You’d think that after a year going back and forth between California and Germany, I’d have jet lag nailed. Not only have I not become a pro at resetting my internal clock, my clock is completely shot.
It’s time to take the pillow by the corners and do some Google reconnaissance so I have an understanding and a plan.
Why the Jet Lag?
According to Medicine.net, jet lag—or “desynchronosis”—is “a temporary disorder that causes fatigue, insomnia, and other symptoms as a result of air travel across time zones. It is a circadian rhythm sleep disorder—a disruption of the internal body clock.” In short, the hypothalamus gets off kilter and is unable to regulate melatonin properly, thus all those awful symptoms kick in.
One of my suspicions was correct. “Descynchronization” is directionally selective. If you’re traveling from north to south [or vice versa], no problem. From east to west, you get a temporary gift that you’ll be forced to give back when you return home.
Yep, it’s west to east that’s the nightmare. And, the more time zones you cross, the more scary the nightmare. Word has it that it can take one day per time zone for your circadian rhythm to get back the beat. This means that on a journey from the U.S. to Europe, a “normal” person can expect to recover their lost hours in three to five days.
Once again, I’m far from normal. On the aforementioned trip, it took me 17 days to resynchronize.
My Best Jet Lag Tips
Obviously, these tips are only worth following if you’ll be staying put in the “foreign” time zone for more than a few days. If you’re taking a quick trip or there’s not much of a time difference between your home and destination, keep it simple and just stick with your domestic time.

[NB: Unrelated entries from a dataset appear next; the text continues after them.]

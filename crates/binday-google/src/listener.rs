//! Authorization-code echo listener.
//!
//! A tiny HTTP endpoint on a fixed port. Google redirects the browser here
//! after consent; the handler lifts the `code` query parameter out of the
//! request line and prints it so the user can paste it at the terminal
//! prompt. The thread runs for the life of the process and is never joined.

use std::io::{BufRead, BufReader, Write};
use std::net::{TcpListener, TcpStream};
use std::thread;

use tracing::{debug, warn};

use crate::error::{GoogleError, GoogleResult};

const RESPONSE_PAGE: &str = "HTTP/1.1 200 OK\r\nContent-Type: text/html\r\n\r\n\
    <html><body><p>You can close this window and return to the terminal.</p></body></html>";

/// Binds the listener and spawns its serving thread.
///
/// Returns once the socket is bound; requests are handled in the
/// background from then on.
///
/// # Errors
///
/// Fails when the port cannot be bound (typically because another instance
/// is already running).
pub fn spawn(port: u16) -> GoogleResult<()> {
    let listener = TcpListener::bind(("127.0.0.1", port)).map_err(|e| {
        GoogleError::Configuration(format!(
            "unable to bind authorization listener on port {}: {}",
            port, e
        ))
    })?;
    debug!("authorization listener bound on port {}", port);

    thread::spawn(move || {
        for stream in listener.incoming() {
            match stream {
                Ok(stream) => handle(stream),
                Err(e) => warn!("authorization listener accept failed: {}", e),
            }
        }
    });

    Ok(())
}

/// Answers one request, echoing the authorization code if present.
fn handle(mut stream: TcpStream) {
    let mut request_line = String::new();
    {
        let mut reader = BufReader::new(&stream);
        if reader.read_line(&mut request_line).is_err() {
            return;
        }
    }

    if let Some(code) = code_from_request_line(&request_line) {
        println!("Copy/paste this code at the prompt and press enter: {}", code);
    }

    let _ = stream.write_all(RESPONSE_PAGE.as_bytes());
    let _ = stream.flush();
}

/// Extracts the `code` query parameter from an HTTP request line
/// (`GET /?code=...&scope=... HTTP/1.1`).
fn code_from_request_line(line: &str) -> Option<String> {
    let path = line.split_whitespace().nth(1)?;
    let query = path.split_once('?')?.1;

    for param in query.split('&') {
        if let Some((key, value)) = param.split_once('=')
            && key == "code"
            && !value.is_empty()
        {
            return urlencoding::decode(value).ok().map(|v| v.into_owned());
        }
    }
    None
}
//! OAuth client-secret file handling.
//!
//! Google requires registered applications for Calendar API access, so the
//! user supplies their own client ID and secret, usually as the JSON file
//! downloaded from the Google Cloud Console credentials page.

use std::path::Path;

use serde::Deserialize;

use crate::error::{GoogleError, GoogleResult};

/// OAuth 2.0 client credentials.
#[derive(Debug, Clone)]
pub struct Credentials {
    /// The OAuth 2.0 client ID.
    pub client_id: String,
    /// The OAuth 2.0 client secret.
    pub client_secret: String,
}

/// Shape of the Google Cloud Console client-secret JSON.
///
/// Desktop applications carry an `installed` section, web applications a
/// `web` section; both hold the same fields.
#[derive(Debug, Deserialize)]
struct SecretFile {
    installed: Option<SecretSection>,
    web: Option<SecretSection>,
}

#[derive(Debug, Deserialize)]
struct SecretSection {
    client_id: String,
    client_secret: String,
}

impl Credentials {
    /// Creates credentials from raw values.
    pub fn new(client_id: impl Into<String>, client_secret: impl Into<String>) -> Self {
        Self {
            client_id: client_id.into(),
            client_secret: client_secret.into(),
        }
    }

    /// Reads and parses a client-secret JSON file.
    ///
    /// # Errors
    ///
    /// Returns a configuration error when the file cannot be read or does
    /// not hold an `installed` or `web` section.
    pub fn from_file(path: impl AsRef<Path>) -> GoogleResult<Self> {
        let path = path.as_ref();
        let content = std::fs::read_to_string(path).map_err(|e| {
            GoogleError::Configuration(format!(
                "unable to read client secret file {}: {}",
                path.display(),
                e
            ))
        })?;
        Self::from_json(&content)
    }

    /// Parses client-secret JSON.
    pub fn from_json(json: &str) -> GoogleResult<Self> {
        let file: SecretFile = serde_json::from_str(json).map_err(|e| {
            GoogleError::Configuration(format!("unable to parse client secret file: {}", e))
        })?;

        let section = file.installed.or(file.web).ok_or_else(|| {
            GoogleError::Configuration(
                "client secret file has no 'installed' or 'web' section".to_string(),
            )
        })?;

        Ok(Self::new(section.client_id, section.client_secret))
    }

    /// Cheap sanity check before starting a flow.
    pub fn validate(&self) -> GoogleResult<()> {
        if self.client_id.is_empty() {
            return Err(GoogleError::Configuration("client_id is empty".to_string()));
        }
        if !self.client_id.ends_with(".apps.googleusercontent.com") {
            return Err(GoogleError::Configuration(
                "client_id should end with .apps.googleusercontent.com".to_string(),
            ));
        }
        if self.client_secret.is_empty() {
            return Err(GoogleError::Configuration(
                "client_secret is empty".to_string(),
            ));
        }
        Ok(())
    }
}
//! Schedule preview: print the computed dates without touching the API.

use crate::defaults;
use crate::error::ClientResult;

/// Prints every reminder date in the window, one per line.
pub fn run() -> ClientResult<()> {
    let schedule = super::build_schedule()?;
    let dates = schedule.target_dates()?;

    for date in &dates {
        println!("{}  {}", date.format("%A"), date.to_rfc3339());
    }

    println!();
    println!(
        "{} dates ({} years starting {})",
        dates.len(),
        defaults::NB_OF_YEARS,
        defaults::START_YEAR
    );
    Ok(())
}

- Exercise regularly. I will be doing more yoga. And, biking to the grocery store.
- Change sleep schedule at home. When taking an extended trip to an eastern destination, start going to bed early and waking up early about 7-10 days before departing. Since I travel every six weeks, I’m thinking a permanent schedule change is in order.
- No alcohol or caffeine the day before the flight, during the flight, and the day after the flight. Hmmm…no Glühwein, no coffee, no tea? Boo hiss to this tip. But, okay…fine.

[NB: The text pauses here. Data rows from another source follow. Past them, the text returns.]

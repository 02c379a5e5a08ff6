//! Client configuration.
//!
//! All settings live in a single `config.toml` at
//! `~/.config/binday/config.toml` by default. Only credential plumbing is
//! configurable here; the schedule itself is fixed in [`crate::defaults`].

use std::path::PathBuf;

use serde::{Deserialize, Serialize};

/// Configuration for the binday CLI.
#[derive(Debug, Clone, Default, Serialize, Deserialize)]
#[serde(default)]
pub struct AppConfig {
    /// Google Calendar settings.
    pub google: Option<GoogleSettings>,
}

/// Google credential settings.
#[derive(Debug, Clone, Default, Serialize, Deserialize)]
#[serde(default)]
pub struct GoogleSettings {
    /// OAuth client ID.
    pub client_id: Option<String>,

    /// OAuth client secret.
    pub client_secret: Option<String>,

    /// Path to the Google Cloud Console credentials JSON file.
    pub credentials_file: Option<PathBuf>,

    /// Path to the token cache.
    pub token_path: Option<PathBuf>,
}

impl AppConfig {
    /// Loads configuration from the default path.
    ///
    /// A missing file yields the defaults.
    pub fn load() -> Result<Self, String> {
        let path = Self::default_path();
        if path.exists() {
            let content = std::fs::read_to_string(&path)
                .map_err(|e| format!("failed to read config: {}", e))?;
            toml::from_str(&content).map_err(|e| format!("failed to parse config: {}", e))
        } else {
            Ok(Self::default())
        }
    }

    /// Loads configuration from a specific path.
    pub fn load_from(path: &PathBuf) -> Result<Self, String> {
        let content =
            std::fs::read_to_string(path).map_err(|e| format!("failed to read config: {}", e))?;
        toml::from_str(&content).map_err(|e| format!("failed to parse config: {}", e))
    }

    /// Returns the default configuration file path.
    pub fn default_path() -> PathBuf {
        dirs::config_dir()
            .unwrap_or_else(|| PathBuf::from("."))
            .join("binday")
            .join("config.toml")
    }

    /// Returns the default token cache path.
    pub fn default_token_path() -> PathBuf {
        dirs::data_dir()
            .unwrap_or_else(|| PathBuf::from("."))
            .join("binday")
            .join("token.json")
    }
}
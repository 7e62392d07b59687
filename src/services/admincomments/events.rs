//! 评论事件
//!
//! 评论创建、删除之后由宿主回调，事件携带作业模块上下文与作业查看页 URL。

use serde::Serialize;
use tracing::info;

use super::{RequestContext, resolve_target};
use crate::errors::Result;
use crate::models::admincomments::entities::Comment;
use crate::models::admincomments::requests::CommentOptions;
use crate::storage::Storage;

#[derive(Debug, Clone, Copy, Serialize, PartialEq, Eq)]
#[serde(rename_all = "snake_case")]
pub enum AdminCommentEventKind {
    Created,
    Deleted,
}

impl AdminCommentEventKind {
    pub fn event_name(&self) -> &'static str {
        match self {
            AdminCommentEventKind::Created => {
                "\\assignsubmission_admincomments\\event\\admincomment_created"
            }
            AdminCommentEventKind::Deleted => {
                "\\assignsubmission_admincomments\\event\\admincomment_deleted"
            }
        }
    }
}

#[derive(Debug, Clone, Serialize, PartialEq)]
pub struct AdminCommentEvent {
    pub kind: AdminCommentEventKind,
    pub event_name: &'static str,
    pub course_module_id: i64, // 事件上下文
    pub comment_id: i64,
    pub item_id: i64,
    pub user_id: i64,                 // 触发事件的用户
    pub related_user_id: Option<i64>, // 提交所属用户，小组提交为空
    pub url: String,
    pub time_created: i64,
}

/// 事件出口
pub trait EventSink: Send + Sync {
    fn publish(&self, event: &AdminCommentEvent);
}

/// 以结构化日志输出事件
pub struct TracingEventSink;

impl EventSink for TracingEventSink {
    fn publish(&self, event: &AdminCommentEvent) {
        info!(
            target: "admincomments::events",
            event = event.event_name,
            context = event.course_module_id,
            comment_id = event.comment_id,
            item_id = event.item_id,
            user_id = event.user_id,
            related_user_id = ?event.related_user_id,
            url = %event.url,
            "Admin comment event"
        );
    }
}

async fn record(
    kind: AdminCommentEventKind,
    storage: &dyn Storage,
    sink: &dyn EventSink,
    ctx: &RequestContext,
    comment: &Comment,
    options: &CommentOptions,
) -> Result<AdminCommentEvent> {
    let target = resolve_target(storage, options).await?;
    let course_module_id = target.assignment.course_module_id;

    let event = AdminCommentEvent {
        kind,
        event_name: kind.event_name(),
        course_module_id,
        comment_id: comment.id,
        item_id: target.submission.id,
        user_id: ctx.actor.id,
        related_user_id: target.submission.user_id,
        url: format!("{}?id={}", ctx.settings.view_base_url, course_module_id),
        time_created: chrono::Utc::now().timestamp(),
    };
    sink.publish(&event);
    Ok(event)
}

/// 评论创建事件
pub async fn comment_created(
    storage: &dyn Storage,
    sink: &dyn EventSink,
    ctx: &RequestContext,
    comment: &Comment,
    options: &CommentOptions,
) -> Result<AdminCommentEvent> {
    record(
        AdminCommentEventKind::Created,
        storage,
        sink,
        ctx,
        comment,
        options,
    )
    .await
}

/// 评论删除事件
pub async fn comment_deleted(
    storage: &dyn Storage,
    sink: &dyn EventSink,
    ctx: &RequestContext,
    comment: &Comment,
    options: &CommentOptions,
) -> Result<AdminCommentEvent> {
    record(
        AdminCommentEventKind::Deleted,
        storage,
        sink,
        ctx,
        comment,
        options,
    )
    .await
}

#[cfg(test)]
mod tests {
    use std::sync::Mutex;

    use super::super::testing::{MemoryStorage, SCENARIO_CM, comment, grader, options};
    use super::*;
    use crate::errors::AdminCommentError;

    #[derive(Default)]
    struct CollectingSink {
        events: Mutex<Vec<AdminCommentEvent>>,
    }

    impl EventSink for CollectingSink {
        fn publish(&self, event: &AdminCommentEvent) {
            self.events.lock().unwrap().push(event.clone());
        }
    }

    #[tokio::test]
    async fn test_created_event() {
        let storage = MemoryStorage::scenario();
        let sink = CollectingSink::default();

        let event = comment_created(&storage, &sink, &grader(9), &comment(5, 9), &options(42))
            .await
            .unwrap();

        assert_eq!(
            event.event_name,
            "\\assignsubmission_admincomments\\event\\admincomment_created"
        );
        assert_eq!(event.course_module_id, SCENARIO_CM);
        assert_eq!(event.comment_id, 5);
        assert_eq!(event.user_id, 9);
        assert_eq!(event.related_user_id, Some(7));
        assert_eq!(event.url, "/mod/assign/view.php?id=11");

        let published = sink.events.lock().unwrap();
        assert_eq!(published.len(), 1);
        assert_eq!(published[0], event);
    }

    #[tokio::test]
    async fn test_deleted_event() {
        let storage = MemoryStorage::scenario();
        let sink = CollectingSink::default();

        let event = comment_deleted(&storage, &sink, &grader(9), &comment(5, 9), &options(42))
            .await
            .unwrap();
        assert_eq!(event.kind, AdminCommentEventKind::Deleted);
        assert!(event.event_name.ends_with("admincomment_deleted"));
        assert_eq!(event.url, "/mod/assign/view.php?id=11");
    }

    #[tokio::test]
    async fn test_team_submission_has_no_related_user() {
        let storage = MemoryStorage::new()
            .with_assignment(3, 2, SCENARIO_CM, true, false)
            .with_submission(50, 3, None, 4);
        let sink = CollectingSink::default();

        let event = comment_created(&storage, &sink, &grader(9), &comment(5, 9), &options(50))
            .await
            .unwrap();
        assert_eq!(event.item_id, 50);
        assert_eq!(event.related_user_id, None);
    }

    #[tokio::test]
    async fn test_invalid_request_publishes_nothing() {
        let storage = MemoryStorage::scenario();
        let sink = CollectingSink::default();
        let mut opts = options(42);
        opts.comment_area = "blog_comments".to_string();

        let err = comment_created(&storage, &sink, &grader(9), &comment(5, 9), &opts)
            .await
            .unwrap_err();
        assert!(matches!(err, AdminCommentError::InvalidCommentArea(_)));
        assert!(sink.events.lock().unwrap().is_empty());
    }
}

- Drink lots of water. Not proud to admit it, but another tough one. I’m thinking a Smartphone app that reminds me to drink will be necessary.
- Adapt to the local time schedule immediately. If you arrive in the morning, keep those eyes open until nightfall. If you arrive at night, go to bed at the most optimum time considering your temporary schedule. If it’s morning, eat breakfast; if it’s evening, make it dinner…not the meal your brain and stomach are expecting.

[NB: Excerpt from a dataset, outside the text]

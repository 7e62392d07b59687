pub mod admincomments;

pub use admincomments::configure_admincomments_routes;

- Soak up as much sun as possible. It will enlighten your hypothalamus.
- Take melatonin. Studies have shown that a low dose (about 0.3 mg) is best. Take the first dose on the first day you travel at the time you will want to go to sleep at your destination and continue taking it at bedtime for up to five days once you’ve arrived at your destination. Don’t take too much for too long…yes, it’s natural, but that doesn’t mean it’s not dangerous in excess.
- Use a safe sleep aid as needed. Natural is best and valerian root is recommended most consistently. If you need something stronger, but still over the counter, most pharmacists lean toward diphenhydramine (generic of Benadryl) because it’s non-addictive. If you need the big guns, talk to your doctor about Ambien.
Two Months Later
(1) bottle of melatonin
(1) bottle of Benadryl
(1) bottle of Valerian Root
I followed EVERY one of my pre-trip jet lag tips listed above. I popped my first melatonin at 3 p.m. in Atlanta [11 p.m. in Germany] and, before I climbed in bed that night, the Benadryl was already dissolving in my stomach. I was feeling optimistic.
I faithfully followed this routine for the next four nights—and, each of those four nights I was graced with beautiful, luxurious, uninterrupted sleep. It still took every ounce of resolve to drag my groggy self out of bed each morning, but I managed to make it to the kitchen before noon to sip on some rhubarb vanilla HERBAL tea. I do believe I’ve synchronized…and, it’s never felt so good.
P.S. I’m SO going to try this Entrain on my next international wander!